Work to complete: Beginning with the first line and ending with the one containing "free-text descriptions least.", copy the lines of the listing below exactly; omit everything else.

Information shown:
//! Ranked search over a [`TagIndex`]
//!
//! Matching is a normalized substring test (lowercase, accents stripped).
//! Every matching field adds to a candidate's score according to its role:
//! the identifier being searched for weighs most, the parent key next and
//! free-text descriptions least.

use std::cmp::Ordering;

use log::debug;
use serde::Serialize;
use unicode_normalization::UnicodeNormalization;

use crate::core::index::{LocalizedText, TagIndex, TagKeyEntry, ValueEntry, ValueSummary};

/// Candidates scoring below this are dropped from value searches
pub const MIN_RELEVANCE: u32 = 5;

/// Key fallback candidates in global value search need at least this much
const MIN_KEY_FALLBACK_RELEVANCE: u32 = 20;

/// Weight of the match score against the log-scaled popularity
const SCORE_WEIGHT: f64 = 5.0;

/// Lowercase and strip combining diacritical marks
pub fn normalize(text: &str) -> String {
    text.to_lowercase()
        .nfd()
        .filter(|c| !('\u{0300}'..='\u{036f}').contains(c))
        .collect()
}

fn is_boolean_value(value: &str) -> bool {
    value == "yes" || value == "no"
}

/// What a search looks at
#[derive(Debug, Clone, PartialEq, Eq)]
pub enum SearchDomain {
    /// Tag keys
    Keys,
    /// Values, optionally restricted to one key
    Values { key: Option<String> },
    /// Only `yes`/`no` values, matched through their key or definition
    BooleanValues { key: Option<String> },
}

/// Whether a result names a key or a key=value pair
#[derive(Debug, Clone, Copy, PartialEq, Eq, Serialize)]
#[serde(rename_all = "lowercase")]
pub enum ResultKind {
    Key,
    Value,
}

/// A ranked search hit
#[derive(Debug, Clone, PartialEq, Serialize)]
pub struct SearchResult {
    pub kind: ResultKind,
    pub key: String,
    pub value: Option<String>,
    pub tag: Option<String>,
    /// First non-empty definition (en, ca, es)
    pub definition: String,
    pub definitions: LocalizedText,
    pub match_score: u32,
    /// Usage count used for popularity ranking
    pub count: u64,
    pub count_nodes: u64,
    pub count_ways: u64,
    pub count_relations: u64,
}

impl SearchResult {
    fn for_key(entry: &TagKeyEntry, match_score: u32) -> Self {
        Self {
            kind: ResultKind::Key,
            key: entry.key.clone(),
            value: None,
            tag: None,
            definition: entry.definition.merged().to_string(),
            definitions: entry.definition.clone(),
            match_score,
            count: entry.total_count,
            count_nodes: 0,
            count_ways: 0,
            count_relations: 0,
        }
    }

    fn for_value(key: &str, value: &str, entry: &ValueEntry, match_score: u32, count: u64) -> Self {
        Self {
            kind: ResultKind::Value,
            key: key.to_string(),
            value: Some(value.to_string()),
            tag: entry.tag.clone(),
            definition: entry.definition.merged().to_string(),
            definitions: entry.definition.clone(),
            match_score,
            count,
            count_nodes: entry.count_nodes,
            count_ways: entry.count_ways,
            count_relations: entry.count_relations,
        }
    }

    /// Ranking value: weighted score plus log10 popularity, so a large
    /// usage difference cannot outweigh a better textual match
    pub fn rank(&self) -> f64 {
        f64::from(self.match_score) * SCORE_WEIGHT + ((self.count + 1) as f64).log10()
    }
}

/// Role of a searchable field
#[derive(Debug, Clone, Copy, PartialEq, Eq)]
enum FieldRole {
    Identifier,
    Parent,
    Description,
}

/// Scoring regime for plain substring hits
#[derive(Debug, Clone, Copy, PartialEq, Eq)]
enum Mode {
    Keys,
    ScopedValues,
    GlobalValues,
}

/// A normalized query with the facts the scorer needs about it
struct Query {
    text: String,
    is_boolean: bool,
    has_wildcard: bool,
}

impl Query {
    fn new(raw: &str) -> Option<Self> {
        let text = normalize(raw.trim());
        if text.is_empty() {
            return None;
        }
        Some(Self {
            is_boolean: is_boolean_value(&text),
            has_wildcard: text.contains('*'),
            text,
        })
    }

    /// Whether a value may appear in results for this query at all
    fn admits_value(&self, value: &str) -> bool {
        if is_boolean_value(value) && !self.is_boolean {
            return false;
        }
        if value.contains('*') && !self.has_wildcard {
            return false;
        }
        true
    }

    fn score_field(&self, field: &str, role: FieldRole, mode: Mode, boolean_value: bool) -> u32 {
        if !field.contains(&self.text) {
            return 0;
        }

        if field == self.text {
            return match role {
                FieldRole::Identifier => 1000,
                FieldRole::Parent => 500,
                FieldRole::Description => 100,
            };
        }

        if field.starts_with(&self.text) {
            // Partial hits on yes/no would flood the results
            return if boolean_value && !self.is_boolean { 1 } else { 100 };
        }

        match mode {
            Mode::Keys => 1,
            Mode::ScopedValues => 15,
            Mode::GlobalValues if boolean_value => 0,
            Mode::GlobalValues if self.text.chars().count() >= 3 => 50,
            Mode::GlobalValues => 15,
        }
    }

    fn score_fields<'a, I>(&self, fields: I, mode: Mode, boolean_value: bool) -> Option<u32>
    where
        I: IntoIterator<Item = (FieldRole, &'a str)>,
    {
        let mut matched = false;
        let mut score = 0;
        for (role, field) in fields {
            let normalized = normalize(field);
            if normalized.contains(&self.text) {
                matched = true;
                score += self.score_field(&normalized, role, mode, boolean_value);
            }
        }
        matched.then_some(score)
    }
}

/// Run a search over `index` in the given domain
pub fn search(index: &TagIndex, query: &str, domain: &SearchDomain, limit: usize) -> Vec<SearchResult> {
    match domain {
        SearchDomain::Keys => search_keys(index, query, limit),
        SearchDomain::Values { key } => search_values(index, query, key.as_deref(), limit),
        SearchDomain::BooleanValues { key } => search_boolean_values(index, query, key.as_deref(), limit),
    }
}

/// Search tag keys by name, definitions and localized names
pub fn search_keys(index: &TagIndex, query: &str, limit: usize) -> Vec<SearchResult> {
    let Some(query) = Query::new(query) else {
        return Vec::new();
    };

    let mut results: Vec<SearchResult> = index
        .entries()
        .iter()
        .filter_map(|entry| {
            let fields = key_fields(entry, FieldRole::Identifier);
            query
                .score_fields(fields, Mode::Keys, false)
                .map(|score| SearchResult::for_key(entry, score))
        })
        .collect();

    results.sort_by(|a, b| {
        b.match_score
            .cmp(&a.match_score)
            .then_with(|| b.count.cmp(&a.count))
    });
    results.truncate(limit);

    debug!("🔑 Key search '{}' → {} results", query.text, results.len());
    results
}

/// Search values, restricted to `key` when it is indexed, otherwise across
/// every key
pub fn search_values(index: &TagIndex, query: &str, key: Option<&str>, limit: usize) -> Vec<SearchResult> {
    let Some(query) = Query::new(query) else {
        return Vec::new();
    };

    let mut results = match key.and_then(|key| index.get(key)) {
        Some(entry) => scoped_value_matches(entry, &query),
        None => {
            if let Some(key) = key {
                debug!("Key '{key}' not indexed, searching all values");
            }
            global_value_matches(index, &query, limit)
        }
    };

    sort_by_rank(&mut results);
    results.truncate(limit);

    debug!("🔍 Value search '{}' → {} results", query.text, results.len());
    results
}

/// Search the yes/no values of boolean keys.
///
/// A value matches when its key or one of its definitions contains the
/// query; key matches rank above definition matches.
pub fn search_boolean_values(
    index: &TagIndex,
    query: &str,
    key: Option<&str>,
    limit: usize,
) -> Vec<SearchResult> {
    let Some(query) = Query::new(query) else {
        return Vec::new();
    };

    let mut results = Vec::new();
    let entries = index
        .entries()
        .iter()
        .filter(|entry| key.map_or(true, |key| entry.key == key));

    for entry in entries {
        let key_match = normalize(&entry.key).contains(&query.text);
        for group in entry.values().iter().filter(|g| is_boolean_value(&g.value)) {
            let definition_match = group
                .entries
                .iter()
                .any(|e| e.definition.texts().any(|text| normalize(text).contains(&query.text)));

            if !key_match && !definition_match {
                continue;
            }

            if let Some(first) = group.entries.first() {
                let score = if key_match { 1000 } else { 100 };
                results.push(SearchResult::for_value(
                    &entry.key,
                    &group.value,
                    first,
                    score,
                    entry.total_count,
                ));
            }
        }
    }

    results.sort_by(|a, b| {
        b.match_score
            .cmp(&a.match_score)
            .then_with(|| b.count.cmp(&a.count))
    });
    results.truncate(limit);
    results
}

fn key_fields(entry: &TagKeyEntry, key_role: FieldRole) -> Vec<(FieldRole, &str)> {
    let mut fields = vec![(key_role, entry.key.as_str())];
    fields.extend(entry.definition.texts().map(|text| (FieldRole::Description, text)));
    fields.extend(entry.name.texts().map(|text| (FieldRole::Description, text)));
    fields
}

fn entry_fields(entry: &ValueEntry) -> impl Iterator<Item = (FieldRole, &str)> {
    entry
        .definition
        .texts()
        .chain(entry.name.texts())
        .map(|text| (FieldRole::Description, text))
}

fn scoped_value_matches(key_entry: &TagKeyEntry, query: &Query) -> Vec<SearchResult> {
    let mut results = Vec::new();

    for group in key_entry.values() {
        if !query.admits_value(&group.value) {
            continue;
        }
        let boolean_value = is_boolean_value(&group.value);

        for entry in &group.entries {
            let fields = [
                (FieldRole::Identifier, group.value.as_str()),
                (FieldRole::Parent, key_entry.key.as_str()),
            ]
            .into_iter()
            .chain(entry_fields(entry));

            if let Some(score) = query.score_fields(fields, Mode::ScopedValues, boolean_value) {
                if score >= MIN_RELEVANCE {
                    results.push(SearchResult::for_value(
                        &key_entry.key,
                        &group.value,
                        entry,
                        score,
                        entry.count_all,
                    ));
                }
            }
        }
    }

    results
}

fn global_value_matches(index: &TagIndex, query: &Query, limit: usize) -> Vec<SearchResult> {
    let mut results = Vec::new();

    for summary in index.value_summaries() {
        if !query.admits_value(&summary.value) {
            continue;
        }
        if let Some(score) = score_value_summary(index, summary, query) {
            if score < MIN_RELEVANCE {
                continue;
            }
            for key_entry in index.keys_with_value(summary) {
                let Some(group) = key_entry.value(&summary.value) else {
                    continue;
                };
                for entry in &group.entries {
                    results.push(SearchResult::for_value(
                        &key_entry.key,
                        &summary.value,
                        entry,
                        score,
                        summary.total_count,
                    ));
                }
            }
        }
    }

    if results.len() < limit {
        append_key_fallbacks(index, query, &mut results, limit);
    }

    results
}

fn score_value_summary(index: &TagIndex, summary: &ValueSummary, query: &Query) -> Option<u32> {
    let key_entries: Vec<&TagKeyEntry> = index.keys_with_value(summary).collect();
    if key_entries.is_empty() {
        return None;
    }

    let joined_keys = key_entries
        .iter()
        .map(|entry| entry.key.as_str())
        .collect::<Vec<_>>()
        .join(" ");

    let mut fields = vec![
        (FieldRole::Identifier, summary.value.as_str()),
        (FieldRole::Parent, joined_keys.as_str()),
    ];
    for key_entry in &key_entries {
        fields.extend(key_entry.name.texts().map(|text| (FieldRole::Description, text)));
        if let Some(group) = key_entry.value(&summary.value) {
            for entry in &group.entries {
                fields.extend(entry_fields(entry));
            }
        }
    }

    query.score_fields(fields, Mode::GlobalValues, is_boolean_value(&summary.value))
}

/// Offer keys whose own fields match, paired with their most used value the
/// query admits
fn append_key_fallbacks(index: &TagIndex, query: &Query, results: &mut Vec<SearchResult>, limit: usize) {
    for key_entry in index.entries() {
        if results.len() >= limit {
            break;
        }

        let mut matched = false;
        let mut score = 0;
        for (_, field) in key_fields(key_entry, FieldRole::Description) {
            let normalized = normalize(field);
            if normalized.contains(&query.text) {
                matched = true;
                score += if normalized == query.text {
                    100
                } else if normalized.starts_with(&query.text) {
                    50
                } else {
                    10
                };
            }
        }

        if !matched || score < MIN_KEY_FALLBACK_RELEVANCE {
            continue;
        }

        let Some((value, count)) = key_entry.most_used_value_where(|value| query.admits_value(value)) else {
            continue;
        };
        let already_listed = results
            .iter()
            .any(|r| r.key == key_entry.key && r.value.as_deref() == Some(value));
        if already_listed {
            continue;
        }

        let mut result = SearchResult::for_key(key_entry, score);
        result.value = Some(value.to_string());
        result.count = count;
        results.push(result);
    }
}

fn sort_by_rank(results: &mut [SearchResult]) {
    results.sort_by(|a, b| b.rank().partial_cmp(&a.rank()).unwrap_or(Ordering::Equal));
}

Written answer:
//! Ranked search over a [`TagIndex`]
//!
//! Matching is a normalized substring test (lowercase, accents stripped).
//! Every matching field adds to a candidate's score according to its role:
//! the identifier being searched for weighs most, the parent key next and
//! free-text descriptions least.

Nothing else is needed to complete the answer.